Mr. Ebbers has been President and Chief Executive Officer of WorldCom since April 1985. Mr. Ebbers has served as a director of WorldCom since 1983.


FRANCESCO GALESI
The Galesi Group
435 East 52nd Street
New York, NY 10022
U.S.A.


Mr. Galesi has been a director of WorldCom since 1992. Mr. Galesi is the Chairman and Chief Executive Officer of the Galesi Group, which includes companies engaged in real estate, telecommunications and oil and gas exploration and production. Mr. Galesi serves as a director of Keystone Property Trust.


STILES A. KELLETT, JR.
Kellett Investments Corporation
200 Galleria Parkway, Suite 1800
Atlanta, GA 30339
U.S.A.


Mr. Kellett has served as a director of WorldCom since 1981. Mr. Kellett has been Chairman of Kellett Investment Corp. since 1995. Mr. Kellett serves as a director of Netzee, Inc., Air2web and Virtual Bank.


GORDON S. MACKLIN
8212 Burning Tree Road
Bethesda, MD 20817
U.S.A.


Mr. Macklin has been a director of WorldCom since the MCI merger. Mr. Macklin is currently a corporate financial advisor. From 1993 until 1998, Mr. Macklin served as Chairman of White River Corporation, an information services company. Mr. Macklin is also a director of White Mountains Insurance Group, Ltd., Overstock.com, Martek Biosciences Corporation, MedImmune, Inc., Spacehab, Inc., and director, trustee or managing general partner, as the case may be, of 48 of the investment companies in the Franklin Templeton Group of Funds. Mr. Macklin was formerly Chairman of Hambrecht and Quist Group and President of the National Association of Securities Dealers, Inc.

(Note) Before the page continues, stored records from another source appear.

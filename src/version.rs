//! Build metadata, taken from `NEWS_BUILD_TIMESTAMP` and `NEWS_BUILD_BRANCH`
//! at compile time.

const UNKNOWN: &str = "unknown";

fn or_unknown(value: Option<&'static str>) -> &'static str {
    value.filter(|v| !v.is_empty()).unwrap_or(UNKNOWN)
}

pub fn build_timestamp() -> &'static str {
    or_unknown(option_env!("NEWS_BUILD_TIMESTAMP"))
}

pub fn build_branch() -> &'static str {
    or_unknown(option_env!("NEWS_BUILD_BRANCH"))
}

/// One-line version string, e.g. `newsletter-stories 0.1.0 (built 2024-01-15T10:00:00Z from main)`.
pub fn version_string() -> String {
    format!(
        "{} {} (built {} from {})",
        env!("CARGO_PKG_NAME"),
        env!("CARGO_PKG_VERSION"),
        build_timestamp(),
        build_branch()
    )
}
#[cfg(test)]
mod tests {
    use super::*;

    const SIMPLE: &str = "From: Test User <test@example.com>\r\n\
To: user@example.com\r\n\
Subject: Test Newsletter\r\n\
Date: Mon, 02 Jan 2006 15:04:05 -0700\r\n\
Message-ID: <test123@example.com>\r\n\
\r\n\
This is a test email body.\r\n";

    #[test]
    fn parses_simple_message() {
        let msg = parse_message(SIMPLE.as_bytes()).unwrap();
        assert_eq!(msg.subject, "Test Newsletter");
        assert_eq!(msg.from_email, "test@example.com");
        assert_eq!(msg.from_name, "Test User");
        assert_eq!(msg.message_id, "<test123@example.com>");
        assert_eq!(msg.date.to_rfc3339(), "2006-01-02T15:04:05-07:00");
        assert!(msg.body.contains("This is a test email body."));
    }

    #[test]
    fn multipart_prefers_plain_text() {
        let raw = "From: sender@example.com\n\
Subject: Both\n\
Date: Mon, 02 Jan 2006 15:04:05 +0000\n\
Message-ID: <both@example.com>\n\
MIME-Version: 1.0\n\
Content-Type: multipart/alternative; boundary=\"b1\"\n\
\n\
--b1\n\
Content-Type: text/plain; charset=utf-8\n\
\n\
Hello plain\n\
--b1\n\
Content-Type: text/html; charset=utf-8\n\
\n\
<p>Hello <b>html</b></p>\n\
--b1--\n";
        let msg = parse_message(raw.as_bytes()).unwrap();
        assert_eq!(msg.body.trim(), "Hello plain");
    }

    #[test]
    fn multipart_html_only_is_reduced() {
        let raw = "From: sender@example.com\n\
Subject: Html\n\
Message-ID: <html@example.com>\n\
Content-Type: multipart/alternative; boundary=\"b1\"\n\
\n\
--b1\n\
Content-Type: text/html; charset=utf-8\n\
\n\
<p>Hello <b>html</b></p>\n\
--b1--\n";
        let msg = parse_message(raw.as_bytes()).unwrap();
        assert_eq!(msg.body.trim(), "Hello html");
    }

    #[test]
    fn nested_multipart_is_walked() {
        let raw = "From: sender@example.com\n\
Subject: Nested\n\
Message-ID: <nested@example.com>\n\
Content-Type: multipart/mixed; boundary=\"outer\"\n\
\n\
--outer\n\
Content-Type: multipart/alternative; boundary=\"inner\"\n\
\n\
--inner\n\
Content-Type: text/plain\n\
\n\
Deep plain text\n\
--inner\n\
Content-Type: text/html\n\
\n\
<p>Deep html</p>\n\
--inner--\n\
--outer\n\
Content-Type: text/plain\n\
Content-Disposition: attachment; filename=\"notes.txt\"\n\
\n\
attached notes\n\
--outer--\n";
        let msg = parse_message(raw.as_bytes()).unwrap();
        assert_eq!(msg.body.trim(), "Deep plain text");
    }

    #[test]
    fn top_level_html_is_reduced() {
        let raw = "From: sender@example.com\n\
Subject: Html body\n\
Content-Type: text/html; charset=utf-8\n\
\n\
<h1>Title</h1><p>Paragraph</p>\n";
        let msg = parse_message(raw.as_bytes()).unwrap();
        assert_eq!(msg.body, "Title\n\nParagraph\n\n");
    }

    #[test]
    fn quoted_printable_is_decoded() {
        let raw = "From: sender@example.com\n\
Subject: QP\n\
Content-Type: text/plain; charset=utf-8\n\
Content-Transfer-Encoding: quoted-printable\n\
\n\
Caf=C3=A9 au lait\n";
        let msg = parse_message(raw.as_bytes()).unwrap();
        assert!(msg.body.contains("Café au lait"));
    }

    #[test]
    fn encoded_subject_is_decoded() {
        let raw = "From: test@example.com\n\
Subject: =?UTF-8?Q?Caf=C3=A9_News?=\n\
Date: Mon, 02 Jan 2006 15:04:05 +0000\n\
\n\
body\n";
        let msg = parse_message(raw.as_bytes()).unwrap();
        assert_eq!(msg.subject, "Café News");
    }

    #[test]
    fn unparseable_sender_keeps_raw_header() {
        let raw = "From: not an address\n\
Subject: Odd sender\n\
\n\
body\n";
        let msg = parse_message(raw.as_bytes()).unwrap();
        assert_eq!(msg.from_email, "not an address");
        assert_eq!(msg.from_name, "");
    }

    #[test]
    fn missing_date_uses_current_time() {
        let raw = "From: test@example.com\nSubject: No date\n\nbody\n";
        let before = Local::now().fixed_offset();
        let msg = parse_message(raw.as_bytes()).unwrap();
        assert!(msg.date >= before - chrono::Duration::seconds(1));
    }

    #[test]
    fn garbage_date_uses_current_time() {
        let raw = "From: test@example.com\nDate: sometime last week\n\nbody\n";
        let before = Local::now().fixed_offset();
        let msg = parse_message(raw.as_bytes()).unwrap();
        assert!(msg.date >= before - chrono::Duration::seconds(1));
    }

    #[test]
    fn fallback_message_id_is_deterministic() {
        let raw = "From: test@example.com\n\
Subject: No id\n\
Date: Mon, 02 Jan 2006 15:04:05 +0000\n\
\n\
body\n";
        let first = parse_message(raw.as_bytes()).unwrap();
        let second = parse_message(raw.as_bytes()).unwrap();
        assert_eq!(first.message_id, second.message_id);
        assert!(first.message_id.starts_with("<generated-"));
        assert!(first.message_id.ends_with("@fallback>"));
        let hex = first
            .message_id
            .trim_start_matches("<generated-")
            .trim_end_matches("@fallback>");
        assert_eq!(hex.len(), FALLBACK_ID_BYTES * 2);
        assert!(hex.chars().all(|c| c.is_ascii_hexdigit()));
    }

    #[test]
    fn fallback_message_id_differs_by_content() {
        let date = "Mon, 02 Jan 2006 15:04:05 +0000";
        assert_ne!(
            fallback_message_id("a", "x@example.com", date),
            fallback_message_id("b", "x@example.com", date)
        );
        assert_ne!(
            fallback_message_id("a", "x@example.com", date),
            fallback_message_id("a", "x@example.com", "")
        );
    }

    #[test]
    fn fallback_message_id_is_stable_without_date() {
        let raw = "From: test@example.com\nSubject: No id, no date\n\nbody\n";
        let first = parse_message(raw.as_bytes()).unwrap();
        std::thread::sleep(std::time::Duration::from_millis(5));
        let second = parse_message(raw.as_bytes()).unwrap();
        assert_eq!(first.message_id, second.message_id);
        assert_eq!(
            first.message_id,
            fallback_message_id("No id, no date", "test@example.com", "")
        );
    }

    #[test]
    fn fallback_message_id_is_stable_with_unparseable_date() {
        let raw = "From: test@example.com\nDate: sometime last week\n\nbody\n";
        let first = parse_message(raw.as_bytes()).unwrap();
        std::thread::sleep(std::time::Duration::from_millis(5));
        let second = parse_message(raw.as_bytes()).unwrap();
        assert_eq!(first.message_id, second.message_id);
    }

    #[test]
    fn missing_content_type_is_plain_text() {
        let raw = "From: test@example.com\nSubject: Plain\n\n<p>not html</p>\n";
        let msg = parse_message(raw.as_bytes()).unwrap();
        assert!(msg.body.contains("<p>not html</p>"));
    }

    #[test]
    fn folded_headers_are_unfolded() {
        let headers = RawHeaders::scan(b"Subject: part one\r\n  part two\r\n\r\nbody").unwrap();
        assert_eq!(headers.get("subject"), Some("part one part two"));
    }

    #[test]
    fn not_an_email_is_rejected() {
        let err = parse_message(b"This is not a valid email").unwrap_err();
        assert!(matches!(err, ParseError::MalformedHeader { line: 1, .. }));
    }

    #[test]
    fn empty_input_is_rejected() {
        assert!(matches!(parse_message(b"").unwrap_err(), ParseError::Empty));
        assert!(matches!(parse_message(b"\n\n").unwrap_err(), ParseError::Empty));
    }

    #[test]
    fn leading_continuation_line_is_rejected() {
        let err = parse_message(b" folded: first\n\nbody").unwrap_err();
        assert!(matches!(err, ParseError::MalformedHeader { .. }));
    }

    #[test]
    fn missing_file_is_io_error() {
        let dir = tempfile::TempDir::new().unwrap();
        let err = parse_message_file(&dir.path().join("missing.eml")).unwrap_err();
        assert!(matches!(err, ParseError::Io(_)));
    }
}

CUSIP No. 591596 10 1 Schedule 13D Page 10 of 10 Pages


Name and Current
Business Address
Present Principal Occupation or Employment;
Material Positions Held During the Past Five Years


BERT C. ROBERTS, JR.
WorldCom, Inc.
1133 19th Street, N.W.
Washington, D.C., 20036
U.S.A.


Mr. Roberts has been the Chairman of the Board and a director of WorldCom since the MCI merger. From 1992 until the MCI merger, Mr. Roberts served as Chairman of the Board of MCI. Mr. Roberts was Chief Executive Officer of MCI from December 1991 to November 1996. He was President and Chief Operating Officer of MCI from October 1985 to June 1992 and President of MCI Telecommunications Corporation, a subsidiary of MCI, from May 1983 to June 1992. Mr. Roberts is a director of The News Corporation Limited, Championship Auto Racing Teams, Inc., Valence Technology, Inc., and CAPCure.


JOHN W. SIDGMORE
WorldCom, Inc.
22001 Loudoun County Parkway
Ashburn, VA 20147
U.S.A.


Mr. Sidgmore has been the Vice Chairman of the Board and a director of WorldCom since December 1996. From December 1996 until the MCI merger, Mr. Sidgmore served as Chief Operations Officer of WorldCom. Mr. Sidgmore was President and Chief Operating Officer of MFS Communications Company, Inc. from August 1996 until December 1996. He was Chief Executive Officer of UUNET Technologies, Inc. from June 1994 until October 1998, and President of UUNET from June 1994 to August 1996 and from January 1997 to September 1997. Mr. Sidgmore is a director of MicroStrategy Incorporated.


SCOTT D. SULLIVAN


Mr. Sullivan has been a director of WorldCom since 1996. Mr. Sullivan has served as Chief Financial Officer, Treasurer and Secretary of WorldCom since December 1994.